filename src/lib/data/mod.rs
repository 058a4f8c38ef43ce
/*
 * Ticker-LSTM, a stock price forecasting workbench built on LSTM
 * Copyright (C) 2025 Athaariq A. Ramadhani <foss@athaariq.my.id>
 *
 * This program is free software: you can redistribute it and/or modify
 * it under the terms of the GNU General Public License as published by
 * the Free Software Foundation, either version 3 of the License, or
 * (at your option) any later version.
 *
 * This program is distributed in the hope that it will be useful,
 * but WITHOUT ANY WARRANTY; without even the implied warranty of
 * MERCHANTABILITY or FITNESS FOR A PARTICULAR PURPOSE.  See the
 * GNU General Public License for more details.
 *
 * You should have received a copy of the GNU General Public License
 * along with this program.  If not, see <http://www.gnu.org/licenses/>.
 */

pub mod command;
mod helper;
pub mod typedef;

- - - - -

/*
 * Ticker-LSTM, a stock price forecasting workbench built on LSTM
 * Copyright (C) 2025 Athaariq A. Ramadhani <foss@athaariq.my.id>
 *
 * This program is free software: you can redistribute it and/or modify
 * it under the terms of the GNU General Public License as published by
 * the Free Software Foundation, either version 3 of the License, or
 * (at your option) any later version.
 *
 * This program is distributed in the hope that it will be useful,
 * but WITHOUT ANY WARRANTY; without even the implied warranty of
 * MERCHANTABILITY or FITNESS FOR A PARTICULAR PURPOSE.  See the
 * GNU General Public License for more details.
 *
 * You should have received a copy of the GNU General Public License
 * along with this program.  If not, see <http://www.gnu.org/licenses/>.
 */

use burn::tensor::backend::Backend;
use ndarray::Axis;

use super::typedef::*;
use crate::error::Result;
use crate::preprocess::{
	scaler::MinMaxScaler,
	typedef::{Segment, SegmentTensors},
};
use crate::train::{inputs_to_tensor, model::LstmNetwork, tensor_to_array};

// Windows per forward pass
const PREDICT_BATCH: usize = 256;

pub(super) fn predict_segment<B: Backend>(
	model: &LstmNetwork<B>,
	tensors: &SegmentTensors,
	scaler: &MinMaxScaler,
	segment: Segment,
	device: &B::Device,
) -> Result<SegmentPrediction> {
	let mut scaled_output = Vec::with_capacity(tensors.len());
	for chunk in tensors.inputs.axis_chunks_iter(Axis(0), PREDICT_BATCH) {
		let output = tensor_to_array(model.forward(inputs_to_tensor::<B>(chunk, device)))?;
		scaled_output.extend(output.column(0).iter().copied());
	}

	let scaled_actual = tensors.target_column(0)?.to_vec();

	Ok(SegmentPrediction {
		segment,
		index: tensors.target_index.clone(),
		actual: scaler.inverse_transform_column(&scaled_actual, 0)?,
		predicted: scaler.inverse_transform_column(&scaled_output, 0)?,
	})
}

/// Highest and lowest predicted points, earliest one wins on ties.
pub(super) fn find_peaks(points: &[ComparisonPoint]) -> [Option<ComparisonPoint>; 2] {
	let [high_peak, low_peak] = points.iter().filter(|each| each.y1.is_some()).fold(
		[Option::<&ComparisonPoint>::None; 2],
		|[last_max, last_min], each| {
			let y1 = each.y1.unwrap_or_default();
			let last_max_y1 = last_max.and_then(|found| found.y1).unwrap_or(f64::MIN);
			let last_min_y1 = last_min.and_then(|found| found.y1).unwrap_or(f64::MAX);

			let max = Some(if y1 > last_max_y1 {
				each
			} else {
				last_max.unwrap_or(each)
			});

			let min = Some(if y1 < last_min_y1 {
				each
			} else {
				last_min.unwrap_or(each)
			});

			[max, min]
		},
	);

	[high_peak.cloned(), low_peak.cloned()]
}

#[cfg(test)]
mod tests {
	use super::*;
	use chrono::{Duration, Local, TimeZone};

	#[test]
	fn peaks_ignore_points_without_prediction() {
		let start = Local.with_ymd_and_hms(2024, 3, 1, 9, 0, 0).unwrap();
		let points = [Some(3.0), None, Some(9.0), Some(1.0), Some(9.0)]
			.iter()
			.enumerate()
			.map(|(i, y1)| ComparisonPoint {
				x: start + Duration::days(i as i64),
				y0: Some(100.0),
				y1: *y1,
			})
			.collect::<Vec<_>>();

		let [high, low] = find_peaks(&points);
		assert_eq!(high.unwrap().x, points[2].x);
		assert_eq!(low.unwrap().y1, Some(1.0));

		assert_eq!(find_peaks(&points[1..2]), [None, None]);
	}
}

- - - - -

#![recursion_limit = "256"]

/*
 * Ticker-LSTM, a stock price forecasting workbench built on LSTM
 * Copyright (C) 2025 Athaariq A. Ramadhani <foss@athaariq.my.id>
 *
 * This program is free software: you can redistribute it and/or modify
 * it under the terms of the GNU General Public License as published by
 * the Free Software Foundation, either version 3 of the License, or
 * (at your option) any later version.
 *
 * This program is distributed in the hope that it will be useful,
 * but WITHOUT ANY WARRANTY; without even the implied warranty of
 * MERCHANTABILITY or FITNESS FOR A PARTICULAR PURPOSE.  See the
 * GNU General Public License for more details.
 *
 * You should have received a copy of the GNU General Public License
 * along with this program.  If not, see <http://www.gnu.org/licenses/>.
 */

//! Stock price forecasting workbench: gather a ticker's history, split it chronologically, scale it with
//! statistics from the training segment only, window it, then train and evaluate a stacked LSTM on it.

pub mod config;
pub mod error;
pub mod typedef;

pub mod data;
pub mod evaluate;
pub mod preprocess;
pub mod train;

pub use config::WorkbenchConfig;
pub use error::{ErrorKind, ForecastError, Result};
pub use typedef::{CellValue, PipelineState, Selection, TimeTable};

- - - - -

The problem:
Your task is to list each line of the records with the word "model".

Completed exercise:
use crate::train::{inputs_to_tensor, model::LstmNetwork, tensor_to_array};
	model: &LstmNetwork<B>,
		let output = tensor_to_array(model.forward(inputs_to_tensor::<B>(chunk, device)))?;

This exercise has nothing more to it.